Specifically, the task force’s recommendations that women forego regular mammograms until age 50, at which point they should have them only every two years, drew the ire of those who have spent the last few decades preaching and practicing annual breast cancer screenings beginning at age 40.
The task force report, which is based on complex statistical models, also says its analysis provides no statistical evidence to recommend regular self-examination as a preventative measure against breast cancer.
Of all the health discussion going on in America today, there is very little that could have surprised us more than the contents of this report, not to mention the timing of its release — at a time when the cost and benefits of preventive medicine are being hotly debated as Congress tries to establish a national health-care policy. We were far from alone.
“It seemed to be a step backward,” said Dr. Karen Hoelzer, a Springfield Clinic oncologist.
By Wednesday, the tsunami of confusion over the report prompted U.S. Health and Human Services Secretary Kathleen Sebelius to issue a statement in response.

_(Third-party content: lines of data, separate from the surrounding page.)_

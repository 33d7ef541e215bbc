//! Rule rewriting `let` declarations that are never reassigned to `const`.
//!
//! A declaration list starting with `let` is converted when no assignment
//! (`x = ...`, `x += ...`, …) or increment/decrement (`x++`, `--x`) targets
//! any of its names anywhere in the file. Matching is by name only; there
//! is no scope resolution, so a shadowing reassignment in another scope
//! keeps the outer `let`.

use astfix_core::{kind, AstNode, FixRule};

/// Rule code for use-let-never-reassigned.
pub const CODE: &str = "TS101";

/// Rule name for use-let-never-reassigned.
pub const NAME: &str = "use-let-never-reassigned";

const MUTABLE_KEYWORD: &str = "let";
const IMMUTABLE_KEYWORD: &str = "const";

/// Converts never-reassigned `let` bindings to `const`.
#[derive(Debug, Clone, Default)]
pub struct UseLetNeverReassigned;

impl UseLetNeverReassigned {
    /// Creates the rule.
    #[must_use]
    pub fn new() -> Self {
        Self
    }
}

impl FixRule for UseLetNeverReassigned {
    fn name(&self) -> &'static str {
        NAME
    }

    fn code(&self) -> &'static str {
        CODE
    }

    fn description(&self) -> &'static str {
        "Rewrites let declarations that are never reassigned to const"
    }

    fn message(&self) -> &'static str {
        "Replaced let with const"
    }

    fn fix(&self, node: &AstNode, root: &AstNode) -> Option<String> {
        if !node.is(kind::VARIABLE_DECLARATION_LIST) {
            return None;
        }
        let text = node.text();
        let rest = text.trim_start();
        let indent = &text[..text.len() - rest.len()];
        let after_keyword = strip_keyword(rest, MUTABLE_KEYWORD)?;

        let names = node
            .children()
            .iter()
            .filter(|c| c.is(kind::VARIABLE_DECLARATION))
            .map(bound_name)
            .collect::<Option<Vec<_>>>()?;
        if names.is_empty() || !is_never_reassigned(root, node, &names) {
            return None;
        }

        Some(format!("{indent}{IMMUTABLE_KEYWORD}{after_keyword}"))
    }
}

/// Name bound by a declaration that can become `const`.
///
/// `None` for destructuring patterns and for declarations without an
/// initializer, since `const x;` is not valid.
fn bound_name(declaration: &AstNode) -> Option<String> {
    let (name, rest) = declaration.children().split_first()?;
    if !name.is(kind::IDENTIFIER) {
        return None;
    }
    rest.iter()
        .any(|c| !kind::is_type(c.kind()))
        .then(|| name.text_owned())
}

/// Returns `text` after a leading `keyword` that ends at a word boundary.
fn strip_keyword<'t>(text: &'t str, keyword: &str) -> Option<&'t str> {
    let rest = text.strip_prefix(keyword)?;
    match rest.chars().next() {
        Some(c) if c.is_alphanumeric() || c == '_' || c == '$' => None,
        _ => Some(rest),
    }
}

/// Returns true when nothing under `root`, other than `exclude` and its
/// subtree, reassigns any of `names`.
#[must_use]
pub fn is_never_reassigned(root: &AstNode, exclude: &AstNode, names: &[String]) -> bool {
    !reassigns(root, exclude, names)
}

fn reassigns(node: &AstNode, exclude: &AstNode, names: &[String]) -> bool {
    if node.same_node(exclude) {
        return false;
    }
    if assignment_target(node).is_some_and(|target| {
        target.is(kind::IDENTIFIER) && names.iter().any(|n| *n == *target.text())
    }) {
        return true;
    }
    node.children()
        .iter()
        .any(|child| reassigns(child, exclude, names))
}

fn assignment_target(node: &AstNode) -> Option<&AstNode> {
    match node.kind() {
        kind::BINARY_EXPRESSION => {
            let [left, operator, ..] = node.children() else {
                return None;
            };
            kind::is_assignment_operator(operator.kind()).then_some(left)
        }
        kind::PREFIX_UNARY_EXPRESSION | kind::POSTFIX_UNARY_EXPRESSION => {
            let text = node.text();
            let text = text.trim();
            let updates = ["++", "--"]
                .iter()
                .any(|op| text.starts_with(*op) || text.ends_with(*op));
            if updates {
                node.children().first()
            } else {
                None
            }
        }
        _ => None,
    }
}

“My message to women is simple. Mammograms have always been an important lifesaving tool in the fight against breast cancer and they still are today,” Sebelius said. “Keep doing what you have been doing for years — talk to your doctor about your individual history, ask questions and make the decision that is right for you.”
Likewise, the American Cancer Society reiterated its recommendation for annual mammograms beginning at age 40.
“The American Cancer Society continues to recommend annual screening using mammography and clinical breast examination for all women beginning at age 40. Our experts make this recommendation having reviewed virtually all the same data reviewed by the USPSTF, but also additional data that the USPSTF did not consider,” said Dr. Otis W. Brawley, the American Cancer Society’s chief medical officer.
Brawley also states plainly what those brave enough to tackle the report on their own might discern: “With its new recommendations, the USPSTF is essentially telling women that mammography at age 40 to 49 saves lives; just not enough of them.” The study says that mammograms reduce the risk of death by breast cancer by 15 percent in both the 40-49 and 50-59 age groups, notes Brawley. “But because women in their 40s are at lower risk of the disease than women 50 and above, the USPSTF says the actual number of lives saved is not enough to recommend widespread screening.”
Brawley notes also that mammography is constantly becoming more precise and says “data show the technology used today is better than that used in the studies in this review.”
We’ve heard no argument this week that, from a statistical point of view, the USPSTF report is inaccurate.
But what we’ve heard extensively is this: Sound medicine isn’t practiced by math alone. It would be tragic for insurance companies to reduce their coverage of mammograms based only on the task force’s data, and we believe decisions on preventive care should always be collaborative efforts between patients and doctors.